= Data supplied =
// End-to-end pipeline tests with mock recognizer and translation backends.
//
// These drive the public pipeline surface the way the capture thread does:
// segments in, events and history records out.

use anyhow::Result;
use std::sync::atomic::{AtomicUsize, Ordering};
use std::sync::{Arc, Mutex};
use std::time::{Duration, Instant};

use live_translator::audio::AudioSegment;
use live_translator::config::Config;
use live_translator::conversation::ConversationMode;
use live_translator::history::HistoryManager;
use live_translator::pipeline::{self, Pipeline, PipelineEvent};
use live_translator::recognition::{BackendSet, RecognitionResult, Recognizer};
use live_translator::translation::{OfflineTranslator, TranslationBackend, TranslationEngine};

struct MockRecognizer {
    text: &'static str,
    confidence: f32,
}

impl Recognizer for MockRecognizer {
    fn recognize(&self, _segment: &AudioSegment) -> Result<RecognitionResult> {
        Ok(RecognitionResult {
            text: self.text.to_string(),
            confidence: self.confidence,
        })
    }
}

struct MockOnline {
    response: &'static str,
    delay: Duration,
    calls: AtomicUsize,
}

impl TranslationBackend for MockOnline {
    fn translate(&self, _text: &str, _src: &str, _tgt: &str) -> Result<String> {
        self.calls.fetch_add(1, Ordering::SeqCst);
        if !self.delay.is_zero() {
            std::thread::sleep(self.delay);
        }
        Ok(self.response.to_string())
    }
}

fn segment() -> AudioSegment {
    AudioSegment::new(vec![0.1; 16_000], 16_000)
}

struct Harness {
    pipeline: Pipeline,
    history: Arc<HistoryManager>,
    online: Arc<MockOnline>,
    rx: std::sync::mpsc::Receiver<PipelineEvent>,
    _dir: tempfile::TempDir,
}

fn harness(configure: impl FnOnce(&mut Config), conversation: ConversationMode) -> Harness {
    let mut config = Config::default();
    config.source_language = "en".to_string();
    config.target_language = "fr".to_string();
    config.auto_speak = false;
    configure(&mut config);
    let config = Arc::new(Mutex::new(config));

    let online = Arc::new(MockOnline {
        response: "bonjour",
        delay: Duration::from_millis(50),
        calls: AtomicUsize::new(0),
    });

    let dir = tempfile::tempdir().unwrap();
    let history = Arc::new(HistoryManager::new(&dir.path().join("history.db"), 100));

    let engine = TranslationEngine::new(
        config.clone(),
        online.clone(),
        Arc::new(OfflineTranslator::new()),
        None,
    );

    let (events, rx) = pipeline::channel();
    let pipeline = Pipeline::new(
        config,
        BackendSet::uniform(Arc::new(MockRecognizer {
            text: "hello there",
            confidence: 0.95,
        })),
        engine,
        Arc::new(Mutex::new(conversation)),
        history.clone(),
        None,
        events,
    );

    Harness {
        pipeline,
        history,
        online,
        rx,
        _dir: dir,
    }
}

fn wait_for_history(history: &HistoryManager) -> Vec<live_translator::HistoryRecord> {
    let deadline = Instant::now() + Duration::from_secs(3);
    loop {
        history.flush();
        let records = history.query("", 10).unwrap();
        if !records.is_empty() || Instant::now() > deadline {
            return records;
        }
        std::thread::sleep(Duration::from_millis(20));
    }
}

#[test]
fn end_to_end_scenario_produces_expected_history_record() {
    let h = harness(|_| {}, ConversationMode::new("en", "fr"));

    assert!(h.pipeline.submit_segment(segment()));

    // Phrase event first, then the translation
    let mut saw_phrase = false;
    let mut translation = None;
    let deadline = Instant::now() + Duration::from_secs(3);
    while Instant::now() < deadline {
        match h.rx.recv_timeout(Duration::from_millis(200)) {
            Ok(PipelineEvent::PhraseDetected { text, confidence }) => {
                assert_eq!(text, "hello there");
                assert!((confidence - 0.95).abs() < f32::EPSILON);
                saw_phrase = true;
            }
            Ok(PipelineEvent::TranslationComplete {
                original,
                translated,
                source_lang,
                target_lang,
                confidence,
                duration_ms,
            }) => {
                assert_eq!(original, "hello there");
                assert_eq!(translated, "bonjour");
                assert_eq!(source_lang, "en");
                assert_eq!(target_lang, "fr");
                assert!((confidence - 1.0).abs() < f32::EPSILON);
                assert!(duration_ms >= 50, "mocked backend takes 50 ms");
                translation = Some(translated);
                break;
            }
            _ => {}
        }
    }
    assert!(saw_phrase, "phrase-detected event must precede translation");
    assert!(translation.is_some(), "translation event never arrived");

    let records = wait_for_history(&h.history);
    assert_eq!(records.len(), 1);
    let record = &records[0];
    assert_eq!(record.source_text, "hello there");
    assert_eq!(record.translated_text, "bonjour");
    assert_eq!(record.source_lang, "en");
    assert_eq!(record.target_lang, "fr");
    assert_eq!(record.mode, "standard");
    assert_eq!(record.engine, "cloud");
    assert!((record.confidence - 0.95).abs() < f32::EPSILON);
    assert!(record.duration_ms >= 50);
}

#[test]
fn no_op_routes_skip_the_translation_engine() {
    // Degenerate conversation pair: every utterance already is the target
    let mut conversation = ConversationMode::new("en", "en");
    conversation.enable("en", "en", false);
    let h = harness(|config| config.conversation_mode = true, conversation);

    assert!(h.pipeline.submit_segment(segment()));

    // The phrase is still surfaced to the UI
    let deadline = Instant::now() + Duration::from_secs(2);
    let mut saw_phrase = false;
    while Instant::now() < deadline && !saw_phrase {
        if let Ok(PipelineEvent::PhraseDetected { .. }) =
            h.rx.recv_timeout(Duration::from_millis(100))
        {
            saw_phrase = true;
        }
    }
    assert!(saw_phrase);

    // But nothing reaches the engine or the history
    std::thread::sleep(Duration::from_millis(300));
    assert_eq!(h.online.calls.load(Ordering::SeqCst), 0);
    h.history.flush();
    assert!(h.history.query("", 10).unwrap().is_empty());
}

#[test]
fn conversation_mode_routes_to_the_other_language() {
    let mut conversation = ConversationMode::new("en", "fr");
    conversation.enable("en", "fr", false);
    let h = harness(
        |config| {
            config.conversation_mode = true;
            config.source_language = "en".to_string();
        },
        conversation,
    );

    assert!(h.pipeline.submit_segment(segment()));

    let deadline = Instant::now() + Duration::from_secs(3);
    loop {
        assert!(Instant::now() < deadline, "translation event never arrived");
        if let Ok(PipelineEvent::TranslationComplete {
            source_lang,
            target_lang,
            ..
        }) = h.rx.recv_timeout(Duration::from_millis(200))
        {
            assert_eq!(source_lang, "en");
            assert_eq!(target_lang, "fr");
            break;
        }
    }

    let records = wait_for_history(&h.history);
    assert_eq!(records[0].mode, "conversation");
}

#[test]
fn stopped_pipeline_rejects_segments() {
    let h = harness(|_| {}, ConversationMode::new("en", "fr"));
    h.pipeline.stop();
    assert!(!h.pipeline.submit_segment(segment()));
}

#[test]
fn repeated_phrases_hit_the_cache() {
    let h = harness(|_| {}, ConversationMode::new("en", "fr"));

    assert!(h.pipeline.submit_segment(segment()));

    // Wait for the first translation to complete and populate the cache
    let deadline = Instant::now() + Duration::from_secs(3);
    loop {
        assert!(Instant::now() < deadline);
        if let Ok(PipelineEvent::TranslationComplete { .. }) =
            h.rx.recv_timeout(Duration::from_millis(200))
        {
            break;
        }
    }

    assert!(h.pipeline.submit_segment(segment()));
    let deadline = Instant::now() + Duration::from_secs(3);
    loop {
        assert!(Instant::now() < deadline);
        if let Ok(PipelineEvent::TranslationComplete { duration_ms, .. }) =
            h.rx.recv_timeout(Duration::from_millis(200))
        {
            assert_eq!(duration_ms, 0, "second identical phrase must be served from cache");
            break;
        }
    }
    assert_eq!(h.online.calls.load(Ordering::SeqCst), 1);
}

= Exercise =
Take from the listing above each line containing "Ordering".

= Task result =
use std::sync::atomic::{AtomicUsize, Ordering};
        self.calls.fetch_add(1, Ordering::SeqCst);
    assert_eq!(h.online.calls.load(Ordering::SeqCst), 0);
    assert_eq!(h.online.calls.load(Ordering::SeqCst), 1);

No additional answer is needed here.